In the cloud manager, set up a contact with Directory Synchronization permissions. (See Set up authentication (Directory Synchronization only)). This will be the
username/logon used for the Directory Synchronization Client to log onto the portal.
Decide whether email will be sent after new users are synchronized from LDAP.
Now you are ready! In the cloud manager, enable Directory Synchronization. (See Configure identity management).
In the Directory Synchronization Client, set up portal settings in the configuration established above, changing the output type to portal (not file) and using the contact with
Directory Synchronization permissions created above. (See the Directory
Synchronization Client Administrator’s Guide).

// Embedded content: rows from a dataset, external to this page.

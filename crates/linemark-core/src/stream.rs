//! Line-by-line driver around the scanner.
//!
//! A [`non_blank_lines`] source feeds [`convert_stream`], which converts each
//! line in order and hands the HTML to a [`LineSink`]. A malformed line is
//! recorded as a [`Diagnostic`] and skipped; it never aborts the run. The
//! sink is finished (flushed) on every exit path.

use std::borrow::Cow;
use std::io::{self, BufRead, Write};

use serde::Serialize;
use tracing::{debug, info, warn};

use crate::diagnostic::{Diagnostic, DiagnosticSeverity, W_INVALID_UTF8};
use crate::error::StreamError;
use crate::options::ConvertOptions;
use crate::scan::convert_line_with_options;

/// A non-blank line handed out by [`non_blank_lines`].
#[derive(Clone, Debug, Eq, PartialEq)]
pub struct SourceLine {
    /// 1-based, counting the skipped blank lines too.
    pub number: usize,
    pub text: String,
    /// Invalid UTF-8 in the source was replaced with U+FFFD.
    pub lossy: bool,
}

/// Yields every non-empty line of `reader`, with `\n` or `\r\n` stripped.
///
/// Line numbers point back into the source. Whitespace-only lines are not
/// blank. Bytes that are not UTF-8 are decoded lossily instead of failing the
/// whole stream.
pub fn non_blank_lines<R: BufRead>(reader: R) -> NonBlankLines<R> {
    NonBlankLines {
        reader,
        line: 0,
        buf: Vec::new(),
    }
}

pub struct NonBlankLines<R> {
    reader: R,
    line: usize,
    buf: Vec<u8>,
}

impl<R: BufRead> Iterator for NonBlankLines<R> {
    type Item = Result<SourceLine, StreamError>;

    fn next(&mut self) -> Option<Self::Item> {
        loop {
            self.buf.clear();
            match self.reader.read_until(b'\n', &mut self.buf) {
                Ok(0) => return None,
                Ok(_) => self.line += 1,
                Err(source) => {
                    return Some(Err(StreamError::Read {
                        line: self.line + 1,
                        source,
                    }));
                }
            }
            strip_line_ending(&mut self.buf);
            if self.buf.is_empty() {
                continue;
            }
            let (text, lossy) = match String::from_utf8_lossy(&self.buf) {
                Cow::Borrowed(text) => (text.to_string(), false),
                Cow::Owned(text) => (text, true),
            };
            return Some(Ok(SourceLine {
                number: self.line,
                text,
                lossy,
            }));
        }
    }
}

fn strip_line_ending(buf: &mut Vec<u8>) {
    if buf.last() == Some(&b'\n') {
        buf.pop();
        if buf.last() == Some(&b'\r') {
            buf.pop();
        }
    }
}

/// Destination for converted lines, written in the order received.
pub trait LineSink {
    fn write_line(&mut self, html: &str) -> io::Result<()>;

    /// Called once after the last line, whether or not conversion succeeded.
    fn finish(&mut self) -> io::Result<()> {
        Ok(())
    }
}

/// Adapts any [`Write`] into a [`LineSink`]; `finish` flushes the writer.
pub struct WriteSink<W: Write> {
    inner: W,
}

impl<W: Write> WriteSink<W> {
    pub fn new(inner: W) -> Self {
        Self { inner }
    }

    pub fn into_inner(self) -> W {
        self.inner
    }
}

impl<W: Write> LineSink for WriteSink<W> {
    fn write_line(&mut self, html: &str) -> io::Result<()> {
        self.inner.write_all(html.as_bytes())
    }

    fn finish(&mut self) -> io::Result<()> {
        self.inner.flush()
    }
}

impl LineSink for Vec<String> {
    fn write_line(&mut self, html: &str) -> io::Result<()> {
        self.push(html.to_string());
        Ok(())
    }
}

impl LineSink for String {
    fn write_line(&mut self, html: &str) -> io::Result<()> {
        self.push_str(html);
        Ok(())
    }
}

#[derive(Clone, Debug, Default, Eq, PartialEq, Serialize)]
pub struct ConvertReport {
    /// Non-blank lines handed to the converter.
    pub lines_read: usize,
    pub lines_written: usize,
    pub diagnostics: Vec<Diagnostic>,
}

impl ConvertReport {
    pub fn has_errors(&self) -> bool {
        self.diagnostics.iter().any(Diagnostic::is_error)
    }
}

pub fn convert_stream<R, S>(
    reader: R,
    sink: &mut S,
    options: &ConvertOptions,
) -> Result<ConvertReport, StreamError>
where
    R: BufRead,
    S: LineSink + ?Sized,
{
    let result = drive(reader, sink, options);
    let finished = sink
        .finish()
        .map_err(|source| StreamError::Write { source });
    let report = result?;
    finished?;
    info!(
        "Converted {} of {} lines ({} skipped)",
        report.lines_written,
        report.lines_read,
        report.lines_read - report.lines_written
    );
    Ok(report)
}

fn drive<R, S>(
    reader: R,
    sink: &mut S,
    options: &ConvertOptions,
) -> Result<ConvertReport, StreamError>
where
    R: BufRead,
    S: LineSink + ?Sized,
{
    let mut report = ConvertReport::default();
    let mut last_line = 0;
    for item in non_blank_lines(reader) {
        let SourceLine {
            number: line_no,
            text,
            lossy,
        } = item?;
        if line_no > last_line + 1 {
            debug!(
                "Skipped {} blank line(s) before line {}",
                line_no - last_line - 1,
                line_no
            );
        }
        last_line = line_no;
        report.lines_read += 1;

        if lossy {
            warn!("Line {} is not valid UTF-8; replaced undecodable bytes", line_no);
            let column = text
                .chars()
                .position(|ch| ch == char::REPLACEMENT_CHARACTER)
                .map_or(1, |idx| idx + 1);
            report.diagnostics.push(Diagnostic::new(
                line_no,
                column,
                DiagnosticSeverity::Warning,
                W_INVALID_UTF8,
                "invalid UTF-8 replaced with U+FFFD",
            ));
        }

        match convert_line_with_options(&text, options) {
            Ok(html) => {
                sink.write_line(&html)
                    .map_err(|source| StreamError::Write { source })?;
                report.lines_written += 1;
            }
            Err(err) => {
                warn!("Skipping line {}: {}", line_no, err);
                report
                    .diagnostics
                    .push(Diagnostic::from_convert_error(line_no, &err));
            }
        }
    }
    Ok(report)
}

/// Whole-document conversion held in memory.
#[derive(Clone, Debug, Default, Eq, PartialEq)]
pub struct ConvertedDocument {
    pub html: String,
    pub report: ConvertReport,
}

pub fn convert_str(source: &str, options: &ConvertOptions) -> ConvertedDocument {
    let mut html = String::with_capacity(source.len() + source.len() / 4);
    // Reading from a byte slice and writing to a String cannot fail.
    let report = match convert_stream(source.as_bytes(), &mut html, options) {
        Ok(report) => report,
        Err(err) => {
            warn!("In-memory conversion failed: {}", err);
            ConvertReport::default()
        }
    };
    ConvertedDocument { html, report }
}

During a slow period, select Replace on the client. Data is synchronized to the cloud manager. Note the number of additions. This is visible in the
Synchronization page and also from the notification email messages.
Log onto the cloud manager. Using Account > End Users and Account > Groups, check that users’ and groups’ policies are as expected. (See View and manage user data).
On the Identity Management page, view Recent Directory Synchronizations and compare the totals of additions against those noted in the Directory Synchronization Client. They
should match. (See View recent directory synchronizations).
If you are planning to set up exceptions based on group membership, do this now in the cloud manager. (See Exceptions).
The system is now live. If you are unhappy with the user/groups data you have synchronized then you can use Restore to undo the synchronization data, and try again. (See
Restore directories).
If everything appears to be working, set up a schedule time in the Directory Synchronization Client for the background task to run. Close the client tool.